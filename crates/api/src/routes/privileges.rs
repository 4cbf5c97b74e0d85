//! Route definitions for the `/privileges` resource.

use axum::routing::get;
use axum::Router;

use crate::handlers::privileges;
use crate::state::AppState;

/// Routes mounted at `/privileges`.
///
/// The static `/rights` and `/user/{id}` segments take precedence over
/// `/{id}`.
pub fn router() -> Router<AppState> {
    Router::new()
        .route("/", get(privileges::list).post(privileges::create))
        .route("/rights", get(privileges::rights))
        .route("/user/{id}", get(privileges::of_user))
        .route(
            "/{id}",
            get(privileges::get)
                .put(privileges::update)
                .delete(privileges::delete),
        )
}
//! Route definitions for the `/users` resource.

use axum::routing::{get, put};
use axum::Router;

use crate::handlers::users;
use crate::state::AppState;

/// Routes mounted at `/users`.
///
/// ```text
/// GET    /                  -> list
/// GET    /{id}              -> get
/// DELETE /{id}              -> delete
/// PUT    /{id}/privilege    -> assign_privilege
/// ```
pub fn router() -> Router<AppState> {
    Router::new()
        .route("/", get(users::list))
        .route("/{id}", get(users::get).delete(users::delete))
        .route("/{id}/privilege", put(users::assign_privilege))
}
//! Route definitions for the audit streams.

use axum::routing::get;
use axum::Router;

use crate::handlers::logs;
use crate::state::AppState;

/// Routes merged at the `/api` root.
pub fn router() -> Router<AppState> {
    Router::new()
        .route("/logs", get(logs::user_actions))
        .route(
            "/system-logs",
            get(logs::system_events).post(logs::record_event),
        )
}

☆ ☆ ☆ ☆

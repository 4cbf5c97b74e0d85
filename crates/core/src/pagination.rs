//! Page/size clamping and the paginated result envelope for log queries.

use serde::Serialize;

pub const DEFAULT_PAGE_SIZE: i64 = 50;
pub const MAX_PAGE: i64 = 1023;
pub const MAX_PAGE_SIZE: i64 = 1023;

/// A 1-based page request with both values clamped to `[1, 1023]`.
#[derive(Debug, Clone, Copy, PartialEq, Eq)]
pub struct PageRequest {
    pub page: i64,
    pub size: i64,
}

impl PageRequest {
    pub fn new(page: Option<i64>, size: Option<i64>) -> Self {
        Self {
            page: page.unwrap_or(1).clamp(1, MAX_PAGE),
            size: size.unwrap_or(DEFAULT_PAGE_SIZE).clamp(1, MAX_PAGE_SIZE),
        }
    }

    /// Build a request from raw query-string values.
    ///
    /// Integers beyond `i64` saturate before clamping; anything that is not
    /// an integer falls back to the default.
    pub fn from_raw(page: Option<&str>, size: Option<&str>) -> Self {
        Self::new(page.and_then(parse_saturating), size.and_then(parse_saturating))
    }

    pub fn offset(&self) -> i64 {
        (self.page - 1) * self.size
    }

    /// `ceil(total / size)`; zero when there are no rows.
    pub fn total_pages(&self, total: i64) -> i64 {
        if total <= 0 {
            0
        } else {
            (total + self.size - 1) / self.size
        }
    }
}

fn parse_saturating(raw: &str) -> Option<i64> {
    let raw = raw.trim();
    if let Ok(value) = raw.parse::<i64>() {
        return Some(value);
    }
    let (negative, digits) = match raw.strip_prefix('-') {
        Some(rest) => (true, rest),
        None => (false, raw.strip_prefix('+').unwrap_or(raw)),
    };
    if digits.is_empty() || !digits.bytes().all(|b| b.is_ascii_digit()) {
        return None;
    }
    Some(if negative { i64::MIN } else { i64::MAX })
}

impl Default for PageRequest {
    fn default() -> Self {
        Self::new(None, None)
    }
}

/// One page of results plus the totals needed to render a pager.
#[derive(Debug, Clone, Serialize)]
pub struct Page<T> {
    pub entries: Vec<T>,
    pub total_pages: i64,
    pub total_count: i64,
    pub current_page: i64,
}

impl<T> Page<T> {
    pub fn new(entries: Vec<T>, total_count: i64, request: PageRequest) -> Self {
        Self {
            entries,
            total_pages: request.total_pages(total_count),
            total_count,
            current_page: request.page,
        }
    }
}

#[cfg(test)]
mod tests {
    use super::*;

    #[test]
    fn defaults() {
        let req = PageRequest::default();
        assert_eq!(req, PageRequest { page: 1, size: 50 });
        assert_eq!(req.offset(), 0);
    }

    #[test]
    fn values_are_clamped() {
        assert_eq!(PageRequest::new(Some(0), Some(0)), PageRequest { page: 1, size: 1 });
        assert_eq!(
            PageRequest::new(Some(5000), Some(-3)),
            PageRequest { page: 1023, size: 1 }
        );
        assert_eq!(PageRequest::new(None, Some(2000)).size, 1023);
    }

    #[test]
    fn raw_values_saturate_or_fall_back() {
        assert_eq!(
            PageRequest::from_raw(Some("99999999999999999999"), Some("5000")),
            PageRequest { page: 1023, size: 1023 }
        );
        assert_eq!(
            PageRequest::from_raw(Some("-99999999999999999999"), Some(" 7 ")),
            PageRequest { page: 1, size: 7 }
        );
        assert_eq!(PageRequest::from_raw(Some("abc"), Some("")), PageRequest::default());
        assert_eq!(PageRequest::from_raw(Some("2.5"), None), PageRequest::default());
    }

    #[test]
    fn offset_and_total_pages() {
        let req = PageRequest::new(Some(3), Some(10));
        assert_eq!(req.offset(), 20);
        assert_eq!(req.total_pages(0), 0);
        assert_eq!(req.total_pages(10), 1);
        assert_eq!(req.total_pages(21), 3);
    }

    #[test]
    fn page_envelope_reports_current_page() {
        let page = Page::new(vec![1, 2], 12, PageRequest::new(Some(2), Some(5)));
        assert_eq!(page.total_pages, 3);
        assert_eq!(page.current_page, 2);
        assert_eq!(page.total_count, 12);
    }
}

☆ ☆ ☆ ☆

- TASK GOAL:
Print the lines above from the one with "filename crates/api/src/routes/privileges.rs" through the one with "use crate::handlers::logs;", both included, exactly as written and nothing more.

- WRITTEN RESPONSE:
filename crates/api/src/routes/privileges.rs
repository 4cbf5c97b74e0d85
//! Route definitions for the `/privileges` resource.

use axum::routing::get;
use axum::Router;

use crate::handlers::privileges;
use crate::state::AppState;

/// Routes mounted at `/privileges`.
///
/// The static `/rights` and `/user/{id}` segments take precedence over
/// `/{id}`.
pub fn router() -> Router<AppState> {
    Router::new()
        .route("/", get(privileges::list).post(privileges::create))
        .route("/rights", get(privileges::rights))
        .route("/user/{id}", get(privileges::of_user))
        .route(
            "/{id}",
            get(privileges::get)
                .put(privileges::update)
                .delete(privileges::delete),
        )
}
//! Route definitions for the `/users` resource.

use axum::routing::{get, put};
use axum::Router;

use crate::handlers::users;
use crate::state::AppState;

/// Routes mounted at `/users`.
///
/// ```text
/// GET    /                  -> list
/// GET    /{id}              -> get
/// DELETE /{id}              -> delete
/// PUT    /{id}/privilege    -> assign_privilege
/// ```
pub fn router() -> Router<AppState> {
    Router::new()
        .route("/", get(users::list))
        .route("/{id}", get(users::get).delete(users::delete))
        .route("/{id}/privilege", put(users::assign_privilege))
}
//! Route definitions for the audit streams.

use axum::routing::get;
use axum::Router;

use crate::handlers::logs;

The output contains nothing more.